Had he seen this back in 1389, Hob would have run away in opposite direction screaming blasphemy or something. Perhaps. Maybe not. He might have come back wanting to know.

 

 

*

 

Twenty minutes later, Hob opened the door to his room slowly. There he was, the pale man, looking lifeless. Bloodless. He looked long dead.

 

Hob would have called for an ambulance had it not been for the slight twitching. His clothes were dry.

 

Befuddled as to why he would come here, Hob couldn’t sleep that night, concern and amazement filling him.

 

 

*

 

Somewhere around dawn, Hob dozed off for a bit on his chair. When he blinked his eyes open, his friend was gone. The bedsheet was unruffled.

 

 

His friend as per their usual fashion, left behind more questions and zero explanation.

 

 

*

 

Hob was pretty sure he wouldn’t see his friend for another couple of years, at least.
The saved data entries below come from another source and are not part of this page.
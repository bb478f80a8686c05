//! impactd - volunteer matching and verification daemon

use anyhow::Context;
use clap::Parser;
use impact_service::{EngineConfig, Server};
use tracing_subscriber::{layer::SubscriberExt, util::SubscriberInitExt};

/// impactd CLI
#[derive(Parser)]
#[command(name = "impactd")]
#[command(about = "Volunteer matching and verification engine", long_about = None)]
#[command(version)]
struct Cli {
    /// Configuration file path
    #[arg(short, long, env = "IMPACT_CONFIG")]
    config: Option<String>,

    /// Listen address, overrides the configuration file
    #[arg(short, long, env = "IMPACT_LISTEN_ADDR")]
    listen: Option<String>,

    /// Catalog seed file, overrides the configuration file
    #[arg(long, env = "IMPACT_SEED")]
    seed: Option<String>,

    /// Log level
    #[arg(long, env = "IMPACT_LOG_LEVEL")]
    log_level: Option<String>,

    /// Enable JSON logging
    #[arg(long, env = "IMPACT_LOG_JSON")]
    json: bool,
}

#[tokio::main]
async fn main() -> anyhow::Result<()> {
    let cli = Cli::parse();

    let mut config = EngineConfig::load(cli.config.as_deref()).context("loading configuration")?;

    // Override with CLI args
    if let Some(listen) = &cli.listen {
        config.server.listen_addr = listen
            .parse()
            .with_context(|| format!("invalid listen address: {}", listen))?;
    }
    if let Some(seed) = cli.seed {
        config.catalog.seed_path = Some(seed);
    }
    if let Some(level) = cli.log_level {
        config.logging.level = level;
    }
    config.logging.json |= cli.json;

    // Initialize tracing
    let env_filter = tracing_subscriber::EnvFilter::try_from_default_env()
        .unwrap_or_else(|_| config.logging.level.clone().into());

    if config.logging.json {
        tracing_subscriber::registry()
            .with(env_filter)
            .with(tracing_subscriber::fmt::layer().json())
            .init();
    } else {
        tracing_subscriber::registry()
            .with(env_filter)
            .with(tracing_subscriber::fmt::layer())
            .init();
    }

    tracing::info!(
        version = env!("CARGO_PKG_VERSION"),
        listen = %config.server.listen_addr,
        "starting impactd"
    );

    let server = Server::new(config).await?;
    server.run().await?;
    Ok(())
}
use crate::{Match, MatchStatus, VolunteerId};
use serde::{Deserialize, Serialize};

/// Impact points awarded per verified match.
pub const POINTS_PER_VERIFICATION: u32 = 20;

/// Recognition tier earned from accumulated impact points.
#[derive(Clone, Copy, Debug, PartialEq, Eq, PartialOrd, Ord, Serialize, Deserialize)]
#[serde(rename_all = "UPPERCASE")]
pub enum Badge {
    Bronze,
    Silver,
    Gold,
}

impl Badge {
    pub fn for_score(score: u32) -> Option<Badge> {
        match score {
            s if s >= 200 => Some(Badge::Gold),
            s if s >= 100 => Some(Badge::Silver),
            s if s >= 50 => Some(Badge::Bronze),
            _ => None,
        }
    }
}

/// A volunteer's standing, derived from their verified matches.
#[derive(Clone, Debug, PartialEq, Eq, Serialize, Deserialize)]
pub struct ImpactStanding {
    pub volunteer_id: VolunteerId,
    pub verified_matches: u32,
    pub pending_matches: u32,
    pub impact_score: u32,
    #[serde(skip_serializing_if = "Option::is_none")]
    pub badge: Option<Badge>,
}

impl ImpactStanding {
    /// Tally the matches that belong to `volunteer_id`; others are ignored.
    pub fn from_matches<'a>(
        volunteer_id: VolunteerId,
        matches: impl IntoIterator<Item = &'a Match>,
    ) -> Self {
        let mut verified = 0u32;
        let mut pending = 0u32;
        for m in matches
            .into_iter()
            .filter(|m| m.volunteer_id == volunteer_id)
        {
            match m.status {
                MatchStatus::Verified => verified += 1,
                MatchStatus::Interested => pending += 1,
                MatchStatus::Rejected => {}
            }
        }

        let impact_score = verified.saturating_mul(POINTS_PER_VERIFICATION);
        Self {
            volunteer_id,
            verified_matches: verified,
            pending_matches: pending,
            impact_score,
            badge: Badge::for_score(impact_score),
        }
    }
}
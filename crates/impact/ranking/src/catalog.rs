//! Read access to causes and volunteer profiles.
//!
//! The account and cause CRUD layers own this data; the engine only reads it.

use crate::error::CatalogError;
use async_trait::async_trait;
use impact_types::{Cause, CauseId, VolunteerId, VolunteerProfile};
use serde::{Deserialize, Serialize};
use std::collections::HashMap;
use std::path::Path;
use std::sync::RwLock;

/// Collaborator contract for cause and volunteer lookups.
#[async_trait]
pub trait CauseCatalog: Send + Sync {
    /// Every published cause, in stable corpus order.
    async fn list_causes(&self) -> Result<Vec<Cause>, CatalogError>;

    async fn get_volunteer(
        &self,
        volunteer_id: &VolunteerId,
    ) -> Result<Option<VolunteerProfile>, CatalogError>;

    async fn get_cause(&self, cause_id: &CauseId) -> Result<Option<Cause>, CatalogError> {
        Ok(self
            .list_causes()
            .await?
            .into_iter()
            .find(|c| &c.cause_id == cause_id))
    }
}

/// Seed file layout for [`InMemoryCatalog`].
#[derive(Clone, Debug, Default, Serialize, Deserialize)]
pub struct CatalogSeed {
    #[serde(default)]
    pub causes: Vec<Cause>,
    #[serde(default)]
    pub volunteers: Vec<VolunteerProfile>,
}

/// In-memory catalog. Causes keep insertion order; re-publishing a cause
/// replaces it in place.
#[derive(Default)]
pub struct InMemoryCatalog {
    causes: RwLock<Vec<Cause>>,
    volunteers: RwLock<HashMap<VolunteerId, VolunteerProfile>>,
}

impl InMemoryCatalog {
    pub fn new() -> Self {
        Self::default()
    }

    pub fn from_seed(seed: CatalogSeed) -> Result<Self, CatalogError> {
        let catalog = Self::new();
        for cause in seed.causes {
            catalog.upsert_cause(cause)?;
        }
        for volunteer in seed.volunteers {
            catalog.upsert_volunteer(volunteer)?;
        }
        Ok(catalog)
    }

    /// Load a JSON seed file (`{"causes": [...], "volunteers": [...]}`).
    pub fn load_json(path: impl AsRef<Path>) -> Result<Self, CatalogError> {
        let path = path.as_ref();
        let raw = std::fs::read_to_string(path)
            .map_err(|e| CatalogError::Seed(format!("{}: {}", path.display(), e)))?;
        let seed: CatalogSeed = serde_json::from_str(&raw)
            .map_err(|e| CatalogError::Seed(format!("{}: {}", path.display(), e)))?;
        Self::from_seed(seed)
    }

    pub fn upsert_cause(&self, cause: Cause) -> Result<(), CatalogError> {
        let mut guard = self
            .causes
            .write()
            .map_err(|_| CatalogError::Backend("causes lock poisoned".to_string()))?;
        match guard.iter_mut().find(|c| c.cause_id == cause.cause_id) {
            Some(existing) => *existing = cause,
            None => guard.push(cause),
        }
        Ok(())
    }

    pub fn upsert_volunteer(&self, volunteer: VolunteerProfile) -> Result<(), CatalogError> {
        let mut guard = self
            .volunteers
            .write()
            .map_err(|_| CatalogError::Backend("volunteers lock poisoned".to_string()))?;
        guard.insert(volunteer.volunteer_id.clone(), volunteer);
        Ok(())
    }
}

#[async_trait]
impl CauseCatalog for InMemoryCatalog {
    async fn list_causes(&self) -> Result<Vec<Cause>, CatalogError> {
        let guard = self
            .causes
            .read()
            .map_err(|_| CatalogError::Backend("causes lock poisoned".to_string()))?;
        Ok(guard.clone())
    }

    async fn get_volunteer(
        &self,
        volunteer_id: &VolunteerId,
    ) -> Result<Option<VolunteerProfile>, CatalogError> {
        let guard = self
            .volunteers
            .read()
            .map_err(|_| CatalogError::Backend("volunteers lock poisoned".to_string()))?;
        Ok(guard.get(volunteer_id).cloned())
    }
}

#[cfg(test)]
mod tests {
    use super::*;

    #[tokio::test]
    async fn upsert_replaces_in_place_and_keeps_order() {
        let catalog = InMemoryCatalog::new();
        catalog
            .upsert_cause(Cause::new("c-1", "one", "first", "x", "Pune", "o"))
            .unwrap();
        catalog
            .upsert_cause(Cause::new("c-2", "two", "second", "x", "Pune", "o"))
            .unwrap();
        catalog
            .upsert_cause(Cause::new("c-1", "one", "edited", "x", "Pune", "o"))
            .unwrap();

        let causes = catalog.list_causes().await.unwrap();
        assert_eq!(causes.len(), 2);
        assert_eq!(causes[0].description, "edited");
        assert_eq!(causes[1].cause_id, CauseId::new("c-2"));

        let found = catalog.get_cause(&CauseId::new("c-2")).await.unwrap();
        assert_eq!(found.map(|c| c.name), Some("two".to_string()));
    }

    #[tokio::test]
    async fn seed_round_trip_through_json() {
        let json = r#"{
            "causes": [{
                "cause_id": "c-1", "name": "Tree Plantation", "description": "Plant trees",
                "category": "Environment", "city": "Bangalore", "org_id": "o-1"
            }],
            "volunteers": [{"volunteer_id": "v-1", "interests": "trees", "city": "Bangalore"}]
        }"#;
        let seed: CatalogSeed = serde_json::from_str(json).unwrap();
        let catalog = InMemoryCatalog::from_seed(seed).unwrap();

        assert_eq!(catalog.list_causes().await.unwrap().len(), 1);
        let volunteer = catalog
            .get_volunteer(&VolunteerId::new("v-1"))
            .await
            .unwrap()
            .unwrap();
        assert_eq!(volunteer.city, "Bangalore");
        assert!(catalog
            .get_volunteer(&VolunteerId::new("nobody"))
            .await
            .unwrap()
            .is_none());
    }

    #[test]
    fn load_json_reports_missing_file() {
        let err = InMemoryCatalog::load_json("/definitely/not/here.json").err();
        assert!(matches!(err, Some(CatalogError::Seed(_))));
    }
}
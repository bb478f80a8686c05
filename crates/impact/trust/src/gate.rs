//! Cached trust lookups.

use crate::error::{TrustError, TrustResult};
use crate::policy::TrustThresholds;
use crate::source::TrustSource;
use chrono::{DateTime, Utc};
use dashmap::DashMap;
use impact_types::{OrgId, TrustLookup, TrustVerdict, VerdictSource};
use serde::{Deserialize, Serialize};
use std::sync::Arc;
use std::time::Duration;
use tokio::task::JoinHandle;
use tracing::{debug, info, instrument, warn};

/// Trust gate configuration.
#[derive(Debug, Clone, Serialize, Deserialize)]
pub struct TrustConfig {
    /// Freshness window for a cached verdict.
    #[serde(default = "default_ttl_secs")]
    pub ttl_secs: u64,

    /// Upper bound on a single fetch from the reputation source.
    #[serde(default = "default_fetch_timeout_ms")]
    pub fetch_timeout_ms: u64,

    /// Background refresh period; 0 disables the refresh task.
    #[serde(default)]
    pub refresh_interval_secs: u64,

    /// Reputation service base URL. Unset means an in-memory score table.
    #[serde(default)]
    pub endpoint: Option<String>,

    #[serde(default)]
    pub thresholds: TrustThresholds,
}

impl Default for TrustConfig {
    fn default() -> Self {
        Self {
            ttl_secs: default_ttl_secs(),
            fetch_timeout_ms: default_fetch_timeout_ms(),
            refresh_interval_secs: 0,
            endpoint: None,
            thresholds: TrustThresholds::default(),
        }
    }
}

fn default_ttl_secs() -> u64 {
    24 * 60 * 60
}

fn default_fetch_timeout_ms() -> u64 {
    5_000
}

impl TrustConfig {
    pub fn ttl(&self) -> chrono::Duration {
        let secs = self.ttl_secs.min(u64::from(u32::MAX)) as i64;
        chrono::Duration::seconds(secs)
    }

    pub fn fetch_timeout(&self) -> Duration {
        Duration::from_millis(self.fetch_timeout_ms)
    }
}

/// Caches verdicts per organization and never fails a lookup.
pub struct TrustGate {
    source: Arc<dyn TrustSource>,
    cache: DashMap<OrgId, TrustVerdict>,
    config: TrustConfig,
}

impl TrustGate {
    pub fn new(source: Arc<dyn TrustSource>, config: TrustConfig) -> Self {
        Self {
            source,
            cache: DashMap::new(),
            config,
        }
    }

    pub fn config(&self) -> &TrustConfig {
        &self.config
    }

    /// Current verdict for `org_id`.
    ///
    /// Fresh cache hit, else a fetch. A failed fetch serves the last cached
    /// verdict flagged stale, or the fail-closed default when nothing is
    /// cached.
    #[instrument(skip(self), fields(org_id = %org_id))]
    pub async fn check_org(&self, org_id: &OrgId) -> TrustLookup {
        let now = Utc::now();
        let cached = self.cached(org_id);

        if let Some(verdict) = &cached {
            if self.is_fresh(verdict, now) {
                debug!("trust verdict served from cache");
                return TrustLookup::fresh(verdict.clone(), VerdictSource::Cache);
            }
        }

        match self.fetch(org_id).await {
            Ok(verdict) => {
                self.cache.insert(org_id.clone(), verdict.clone());
                TrustLookup::fresh(verdict, VerdictSource::Fetched)
            }
            Err(err) => match cached {
                Some(verdict) => {
                    warn!(error = %err, "trust fetch failed, serving stale verdict");
                    TrustLookup::stale(verdict, VerdictSource::StaleCache)
                }
                None => {
                    warn!(error = %err, "trust fetch failed with nothing cached, failing closed");
                    TrustLookup::stale(
                        TrustVerdict::fail_closed(org_id.clone(), now),
                        VerdictSource::FailClosed,
                    )
                }
            },
        }
    }

    /// Seed or replace a cached verdict.
    pub fn prime(&self, verdict: TrustVerdict) {
        self.cache.insert(verdict.org_id.clone(), verdict);
    }

    pub fn invalidate(&self, org_id: &OrgId) -> Option<TrustVerdict> {
        self.cache.remove(org_id).map(|(_, verdict)| verdict)
    }

    pub fn cached(&self, org_id: &OrgId) -> Option<TrustVerdict> {
        self.cache.get(org_id).map(|entry| entry.value().clone())
    }

    pub fn cached_orgs(&self) -> usize {
        self.cache.len()
    }

    /// Re-fetch every cached organization. Failures keep the old entry.
    /// Returns how many entries were refreshed.
    pub async fn refresh_all(&self) -> usize {
        let orgs: Vec<OrgId> = self.cache.iter().map(|e| e.key().clone()).collect();
        let mut refreshed = 0;
        for org_id in orgs {
            match self.fetch(&org_id).await {
                Ok(verdict) => {
                    self.cache.insert(org_id, verdict);
                    refreshed += 1;
                }
                Err(err) => warn!(org_id = %org_id, error = %err, "trust refresh failed"),
            }
        }
        refreshed
    }

    /// Periodically run [`refresh_all`](Self::refresh_all) until the handle
    /// is aborted.
    pub fn spawn_refresh(self: Arc<Self>, interval: Duration) -> JoinHandle<()> {
        tokio::spawn(async move {
            let mut ticker = tokio::time::interval(interval);
            ticker.set_missed_tick_behavior(tokio::time::MissedTickBehavior::Delay);
            // first tick fires immediately
            ticker.tick().await;
            loop {
                ticker.tick().await;
                let refreshed = self.refresh_all().await;
                info!(refreshed, "trust cache refresh");
            }
        })
    }

    fn is_fresh(&self, verdict: &TrustVerdict, now: DateTime<Utc>) -> bool {
        now.signed_duration_since(verdict.fetched_at) < self.config.ttl()
    }

    async fn fetch(&self, org_id: &OrgId) -> TrustResult<TrustVerdict> {
        let timeout = self.config.fetch_timeout();
        let mut verdict = tokio::time::timeout(timeout, self.source.fetch_trust_verdict(org_id))
            .await
            .map_err(|_| TrustError::Timeout(self.config.fetch_timeout_ms))??;
        verdict.org_id = org_id.clone();
        Ok(verdict)
    }
}

#[cfg(test)]
mod tests {
    use super::*;
    use crate::source::InMemoryTrustSource;
    use async_trait::async_trait;

    fn gate_with(source: Arc<InMemoryTrustSource>, config: TrustConfig) -> TrustGate {
        TrustGate::new(source, config)
    }

    fn source() -> Arc<InMemoryTrustSource> {
        Arc::new(InMemoryTrustSource::with_scores(
            TrustThresholds::default(),
            [("org-good", 90u8), ("org-bad", 10u8)],
        ))
    }

    #[tokio::test]
    async fn fresh_verdicts_come_from_cache() {
        let source = source();
        let gate = gate_with(source.clone(), TrustConfig::default());
        let org = OrgId::new("org-good");

        let first = gate.check_org(&org).await;
        let second = gate.check_org(&org).await;
        assert_eq!(first.source, VerdictSource::Fetched);
        assert_eq!(second.source, VerdictSource::Cache);
        assert!(!second.stale && second.verdict.verified);
        assert_eq!(source.fetch_count(), 1);
    }

    #[tokio::test]
    async fn expired_verdict_is_refetched() {
        let source = source();
        let gate = gate_with(source.clone(), TrustConfig::default());
        let org = OrgId::new("org-good");
        gate.prime(TrustVerdict {
            org_id: org.clone(),
            score: 10,
            verified: false,
            dashboard_access: false,
            fetched_at: Utc::now() - chrono::Duration::hours(25),
        });

        let lookup = gate.check_org(&org).await;
        assert_eq!(lookup.source, VerdictSource::Fetched);
        assert!(lookup.verdict.verified);
        assert_eq!(source.fetch_count(), 1);
    }

    #[tokio::test]
    async fn failed_refresh_serves_stale_verdict() {
        let source = source();
        let gate = gate_with(source.clone(), TrustConfig::default());
        let org = OrgId::new("org-good");
        gate.prime(TrustVerdict {
            org_id: org.clone(),
            score: 90,
            verified: true,
            dashboard_access: true,
            fetched_at: Utc::now() - chrono::Duration::days(2),
        });
        source.set_unavailable(true);

        let lookup = gate.check_org(&org).await;
        assert!(lookup.stale);
        assert_eq!(lookup.source, VerdictSource::StaleCache);
        assert!(lookup.verdict.verified);
    }

    #[tokio::test]
    async fn nothing_cached_fails_closed() {
        let source = source();
        source.set_unavailable(true);
        let gate = gate_with(source, TrustConfig::default());

        let lookup = gate.check_org(&OrgId::new("org-good")).await;
        assert_eq!(lookup.source, VerdictSource::FailClosed);
        assert!(!lookup.verdict.verified);
        assert!(!lookup.verdict.dashboard_access);
        assert_eq!(gate.cached_orgs(), 0);
    }

    struct HangingSource;

    #[async_trait]
    impl TrustSource for HangingSource {
        async fn fetch_trust_verdict(&self, _org_id: &OrgId) -> TrustResult<TrustVerdict> {
            tokio::time::sleep(Duration::from_secs(3600)).await;
            Err(TrustError::Unavailable("unreachable".to_string()))
        }
    }

    #[tokio::test(start_paused = true)]
    async fn slow_source_times_out_and_fails_closed() {
        let gate = TrustGate::new(Arc::new(HangingSource), TrustConfig::default());
        let lookup = gate.check_org(&OrgId::new("org-slow")).await;
        assert_eq!(lookup.source, VerdictSource::FailClosed);
    }

    #[tokio::test]
    async fn refresh_all_updates_cached_entries() {
        let source = source();
        let gate = gate_with(source.clone(), TrustConfig::default());
        let org = OrgId::new("org-bad");
        assert!(!gate.check_org(&org).await.verdict.verified);

        source.set_score("org-bad", 95);
        assert_eq!(gate.refresh_all().await, 1);
        assert!(gate.cached(&org).unwrap().verified);

        source.set_unavailable(true);
        assert_eq!(gate.refresh_all().await, 0);
        assert!(gate.cached(&org).is_some());
    }

    #[tokio::test(start_paused = true)]
    async fn refresh_task_runs_on_interval() {
        let source = source();
        let gate = Arc::new(gate_with(source.clone(), TrustConfig::default()));
        gate.check_org(&OrgId::new("org-good")).await;
        assert_eq!(source.fetch_count(), 1);

        let handle = Arc::clone(&gate).spawn_refresh(Duration::from_secs(60));
        tokio::time::sleep(Duration::from_secs(125)).await;
        handle.abort();

        assert_eq!(source.fetch_count(), 3);
    }

    #[tokio::test]
    async fn invalidate_forces_refetch() {
        let source = source();
        let gate = gate_with(source.clone(), TrustConfig::default());
        let org = OrgId::new("org-good");
        gate.check_org(&org).await;
        assert!(gate.invalidate(&org).is_some());
        gate.check_org(&org).await;
        assert_eq!(source.fetch_count(), 2);
    }
}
Maybe another two hundred to counter balance.

 

Except, he turned up two days later.

 

Hob was arranging fresh towels in one of the guest bathrooms when a loud noise from the lower floor startled him. He grabbed a vase on the way as he tiptoed down the stairs, his heart beating at the usual pace, his past military training not quite erased from his muscles. Totally expecting a break in, he held the vase close to him for the sake of pretense. He came to a sudden halt, not believing his eyes. He dropped the vase in shock.

 

There was his friend with one arm wrapped around himself standing in the middle of the lobby.

 

“What the fuck?” Hob whispered and hurried towards him.

 

His friend took a shaky step towards him as well and Hob caught him instinctively.

 

“Morpheus,” He rasped, short of breath. Hob held onto him tighter, his heart beating thunderously. “My name.”

 

“Like the God of dreams?” Hob asked, his pitch higher than usual, bewildered.

 

Hob couldn’t rejoice in the monumental moment of his life as his friend, Morpheus, collapsed in his arms and became still.